## HOW TO COMPLETE THIS TASK
The answer must be the full listing, restated word for word.

## TASK MATERIAL
····················

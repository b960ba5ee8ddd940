//! Discover, filter, and order candidate packages for a requirement.

use anyhow::Result;
use pep440_rs::Version;
use pep508_rs::Requirement;
use tracing::debug;

use pydist_domain::{requirement_name, Package, PackageKind};

use crate::core::crawl::Crawl;

/// Prebuilt artifacts outrank source archives at equal version.
pub const DEFAULT_PRECEDENCE: &[PackageKind] =
    &[PackageKind::Wheel, PackageKind::Egg, PackageKind::Source];

/// Ranks and orders the candidates a discovery source yields.
pub struct Obtainer<C> {
    crawler: C,
    precedence: Vec<PackageKind>,
}

impl<C: Crawl> Obtainer<C> {
    pub fn new(crawler: C) -> Self {
        Self::with_precedence(crawler, DEFAULT_PRECEDENCE.to_vec())
    }

    pub fn with_precedence(crawler: C, precedence: Vec<PackageKind>) -> Self {
        Self {
            crawler,
            precedence,
        }
    }

    /// The sort key: version first, then kind rank within `precedence`
    /// (later-listed kinds rank lower; a kind absent from the tuple gets the
    /// sentinel rank −1, below every listed kind). Version dominating kind is
    /// a documented policy choice: a newer release always wins, and kind only
    /// breaks ties among equal versions.
    pub fn package_precedence(
        package: &Package,
        precedence: &[PackageKind],
    ) -> (Version, i64) {
        let rank = precedence
            .iter()
            .rev()
            .position(|kind| *kind == package.kind())
            .map_or(-1, |rank| rank as i64);
        (package.version().clone(), rank)
    }

    fn iter_unordered(&self, requirement: &Requirement) -> Result<Vec<Package>> {
        let links = self.crawler.crawl(&requirement_name(requirement))?;
        Ok(links
            .iter()
            .filter_map(|link| Package::from_location(link))
            .filter(|package| package.satisfies(requirement))
            .collect())
    }

    /// Candidates for `requirement`, highest precedence first. The sequence
    /// is finite and consumed once; every call issues a fresh discovery
    /// query.
    pub fn iter(&self, requirement: &Requirement) -> Result<impl Iterator<Item = Package>> {
        let mut packages = self.iter_unordered(requirement)?;
        packages.sort_by(|a, b| {
            Self::package_precedence(b, &self.precedence)
                .cmp(&Self::package_precedence(a, &self.precedence))
        });
        debug!(
            requirement = %requirement,
            candidates = packages.len(),
            "obtained candidates"
        );
        Ok(packages.into_iter())
    }
}

#[cfg(test)]
mod tests {
    use super::*;
    use crate::core::crawl::StaticCrawler;
    use std::str::FromStr;

    fn requirement(spec: &str) -> Requirement {
        Requirement::from_str(spec).unwrap()
    }

    fn names(obtainer: &Obtainer<StaticCrawler>, spec: &str) -> Vec<String> {
        obtainer
            .iter(&requirement(spec))
            .unwrap()
            .map(|package| package.filename().to_string())
            .collect()
    }

    #[test]
    fn default_precedence_ranks_wheel_over_egg_over_source() {
        let source = Package::from_location("psutil-0.6.1.tar.gz").unwrap();
        let egg = Package::from_location("psutil-0.6.1-py2.6.egg").unwrap();
        let whl =
            Package::from_location("psutil-0.6.1-cp26-none-macosx_10_4_x86_64.whl").unwrap();

        let rank = |package| Obtainer::<StaticCrawler>::package_precedence(package, DEFAULT_PRECEDENCE);
        assert!(rank(&whl) > rank(&egg));
        assert!(rank(&egg) > rank(&source));
        assert!(rank(&whl) > rank(&source));
    }

    #[test]
    fn custom_precedence_ranks_missing_kinds_at_the_sentinel() {
        let source = Package::from_location("psutil-0.6.1.tar.gz").unwrap();
        let egg = Package::from_location("psutil-0.6.1-py2.6.egg").unwrap();
        let whl =
            Package::from_location("psutil-0.6.1-cp26-none-macosx_10_4_x86_64.whl").unwrap();

        let precedence = [PackageKind::Egg, PackageKind::Wheel];
        let rank = |package| Obtainer::<StaticCrawler>::package_precedence(package, &precedence);
        assert_eq!(rank(&source), (source.version().clone(), -1));
        assert!(rank(&whl) > rank(&source));
        assert!(rank(&egg) > rank(&whl));
    }

    #[test]
    fn version_dominates_kind_rank() {
        let newer_source = Package::from_location("psutil-0.7.0.tar.gz").unwrap();
        let older_wheel =
            Package::from_location("psutil-0.6.1-cp26-none-macosx_10_4_x86_64.whl").unwrap();
        let rank =
            |package| Obtainer::<StaticCrawler>::package_precedence(package, DEFAULT_PRECEDENCE);
        assert!(rank(&newer_source) > rank(&older_wheel));
    }

    #[test]
    fn iter_orders_equal_versions_by_kind() {
        let links = [
            "psutil-0.6.1.tar.gz",
            "psutil-0.6.1-py2.6.egg",
            "psutil-0.6.1-cp26-none-macosx_10_4_x86_64.whl",
        ];
        // discovery order must not matter
        for rotation in 0..links.len() {
            let mut rotated = links.to_vec();
            rotated.rotate_left(rotation);
            let obtainer = Obtainer::new(StaticCrawler::new(rotated));
            assert_eq!(
                names(&obtainer, "psutil==0.6.1"),
                vec![
                    "psutil-0.6.1-cp26-none-macosx_10_4_x86_64.whl",
                    "psutil-0.6.1-py2.6.egg",
                    "psutil-0.6.1.tar.gz",
                ]
            );
        }
    }

    #[test]
    fn iter_filters_by_requirement_and_orders_versions_descending() {
        let versions = ["0.4.0", "0.4.1", "0.5.0", "0.6.0"];
        let links: Vec<String> = versions
            .iter()
            .map(|version| format!("http://www.example.com/foo/bar/psutil-{version}.tar.gz"))
            .collect();
        let obtainer = Obtainer::new(StaticCrawler::new(links.clone()));

        for version in versions {
            let spec = format!("psutil=={version}");
            let found: Vec<Package> = obtainer.iter(&requirement(&spec)).unwrap().collect();
            assert_eq!(found.len(), 1, "version {version}");
            assert_eq!(found[0].raw_version(), version);
        }

        assert_eq!(
            names(&obtainer, "psutil>=0.5.0"),
            vec!["psutil-0.6.0.tar.gz", "psutil-0.5.0.tar.gz"]
        );

        assert_eq!(
            names(&obtainer, "psutil"),
            vec![
                "psutil-0.6.0.tar.gz",
                "psutil-0.5.0.tar.gz",
                "psutil-0.4.1.tar.gz",
                "psutil-0.4.0.tar.gz",
            ]
        );
    }

    #[test]
    fn unrecognized_links_and_other_projects_are_discarded() {
        let obtainer = Obtainer::new(StaticCrawler::new([
            "psutil-0.6.1.tar.gz",
            "README.txt",
            "other-0.6.1.tar.gz",
        ]));
        assert_eq!(names(&obtainer, "psutil"), vec!["psutil-0.6.1.tar.gz"]);
    }
}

····················

## RESPONSE
repository b960ba5ee8ddd940
//! Discover, filter, and order candidate packages for a requirement.

use anyhow::Result;
use pep440_rs::Version;
use pep508_rs::Requirement;
use tracing::debug;

use pydist_domain::{requirement_name, Package, PackageKind};

use crate::core::crawl::Crawl;

/// Prebuilt artifacts outrank source archives at equal version.
pub const DEFAULT_PRECEDENCE: &[PackageKind] =
    &[PackageKind::Wheel, PackageKind::Egg, PackageKind::Source];

/// Ranks and orders the candidates a discovery source yields.
pub struct Obtainer<C> {
    crawler: C,
    precedence: Vec<PackageKind>,
}

impl<C: Crawl> Obtainer<C> {
    pub fn new(crawler: C) -> Self {
        Self::with_precedence(crawler, DEFAULT_PRECEDENCE.to_vec())
    }

    pub fn with_precedence(crawler: C, precedence: Vec<PackageKind>) -> Self {
        Self {
            crawler,
            precedence,
        }
    }

    /// The sort key: version first, then kind rank within `precedence`
    /// (later-listed kinds rank lower; a kind absent from the tuple gets the
    /// sentinel rank −1, below every listed kind). Version dominating kind is
    /// a documented policy choice: a newer release always wins, and kind only
    /// breaks ties among equal versions.
    pub fn package_precedence(
        package: &Package,
        precedence: &[PackageKind],
    ) -> (Version, i64) {
        let rank = precedence
            .iter()
            .rev()
            .position(|kind| *kind == package.kind())
            .map_or(-1, |rank| rank as i64);
        (package.version().clone(), rank)
    }

    fn iter_unordered(&self, requirement: &Requirement) -> Result<Vec<Package>> {
        let links = self.crawler.crawl(&requirement_name(requirement))?;
        Ok(links
            .iter()
            .filter_map(|link| Package::from_location(link))
            .filter(|package| package.satisfies(requirement))
            .collect())
    }

    /// Candidates for `requirement`, highest precedence first. The sequence
    /// is finite and consumed once; every call issues a fresh discovery
    /// query.
    pub fn iter(&self, requirement: &Requirement) -> Result<impl Iterator<Item = Package>> {
        let mut packages = self.iter_unordered(requirement)?;
        packages.sort_by(|a, b| {
            Self::package_precedence(b, &self.precedence)
                .cmp(&Self::package_precedence(a, &self.precedence))
        });
        debug!(
            requirement = %requirement,
            candidates = packages.len(),
            "obtained candidates"
        );
        Ok(packages.into_iter())
    }
}

#[cfg(test)]
mod tests {
    use super::*;
    use crate::core::crawl::StaticCrawler;
    use std::str::FromStr;

    fn requirement(spec: &str) -> Requirement {
        Requirement::from_str(spec).unwrap()
    }

    fn names(obtainer: &Obtainer<StaticCrawler>, spec: &str) -> Vec<String> {
        obtainer
            .iter(&requirement(spec))
            .unwrap()
            .map(|package| package.filename().to_string())
            .collect()
    }

    #[test]
    fn default_precedence_ranks_wheel_over_egg_over_source() {
        let source = Package::from_location("psutil-0.6.1.tar.gz").unwrap();
        let egg = Package::from_location("psutil-0.6.1-py2.6.egg").unwrap();
        let whl =
            Package::from_location("psutil-0.6.1-cp26-none-macosx_10_4_x86_64.whl").unwrap();

        let rank = |package| Obtainer::<StaticCrawler>::package_precedence(package, DEFAULT_PRECEDENCE);
        assert!(rank(&whl) > rank(&egg));
        assert!(rank(&egg) > rank(&source));
        assert!(rank(&whl) > rank(&source));
    }

    #[test]
    fn custom_precedence_ranks_missing_kinds_at_the_sentinel() {
        let source = Package::from_location("psutil-0.6.1.tar.gz").unwrap();
        let egg = Package::from_location("psutil-0.6.1-py2.6.egg").unwrap();
        let whl =
            Package::from_location("psutil-0.6.1-cp26-none-macosx_10_4_x86_64.whl").unwrap();

        let precedence = [PackageKind::Egg, PackageKind::Wheel];
        let rank = |package| Obtainer::<StaticCrawler>::package_precedence(package, &precedence);
        assert_eq!(rank(&source), (source.version().clone(), -1));
        assert!(rank(&whl) > rank(&source));
        assert!(rank(&egg) > rank(&whl));
    }

    #[test]
    fn version_dominates_kind_rank() {
        let newer_source = Package::from_location("psutil-0.7.0.tar.gz").unwrap();
        let older_wheel =
            Package::from_location("psutil-0.6.1-cp26-none-macosx_10_4_x86_64.whl").unwrap();
        let rank =
            |package| Obtainer::<StaticCrawler>::package_precedence(package, DEFAULT_PRECEDENCE);
        assert!(rank(&newer_source) > rank(&older_wheel));
    }

    #[test]
    fn iter_orders_equal_versions_by_kind() {
        let links = [
            "psutil-0.6.1.tar.gz",
            "psutil-0.6.1-py2.6.egg",
            "psutil-0.6.1-cp26-none-macosx_10_4_x86_64.whl",
        ];
        // discovery order must not matter
        for rotation in 0..links.len() {
            let mut rotated = links.to_vec();
            rotated.rotate_left(rotation);
            let obtainer = Obtainer::new(StaticCrawler::new(rotated));
            assert_eq!(
                names(&obtainer, "psutil==0.6.1"),
                vec![
                    "psutil-0.6.1-cp26-none-macosx_10_4_x86_64.whl",
                    "psutil-0.6.1-py2.6.egg",
                    "psutil-0.6.1.tar.gz",
                ]
            );
        }
    }

    #[test]
    fn iter_filters_by_requirement_and_orders_versions_descending() {
        let versions = ["0.4.0", "0.4.1", "0.5.0", "0.6.0"];
        let links: Vec<String> = versions
            .iter()
            .map(|version| format!("http://www.example.com/foo/bar/psutil-{version}.tar.gz"))
            .collect();
        let obtainer = Obtainer::new(StaticCrawler::new(links.clone()));

        for version in versions {
            let spec = format!("psutil=={version}");
            let found: Vec<Package> = obtainer.iter(&requirement(&spec)).unwrap().collect();
            assert_eq!(found.len(), 1, "version {version}");
            assert_eq!(found[0].raw_version(), version);
        }

        assert_eq!(
            names(&obtainer, "psutil>=0.5.0"),
            vec!["psutil-0.6.0.tar.gz", "psutil-0.5.0.tar.gz"]
        );

        assert_eq!(
            names(&obtainer, "psutil"),
            vec![
                "psutil-0.6.0.tar.gz",
                "psutil-0.5.0.tar.gz",
                "psutil-0.4.1.tar.gz",
                "psutil-0.4.0.tar.gz",
            ]
        );
    }

    #[test]
    fn unrecognized_links_and_other_projects_are_discarded() {
        let obtainer = Obtainer::new(StaticCrawler::new([
            "psutil-0.6.1.tar.gz",
            "README.txt",
            "other-0.6.1.tar.gz",
        ]));
        assert_eq!(names(&obtainer, "psutil"), vec!["psutil-0.6.1.tar.gz"]);
    }
}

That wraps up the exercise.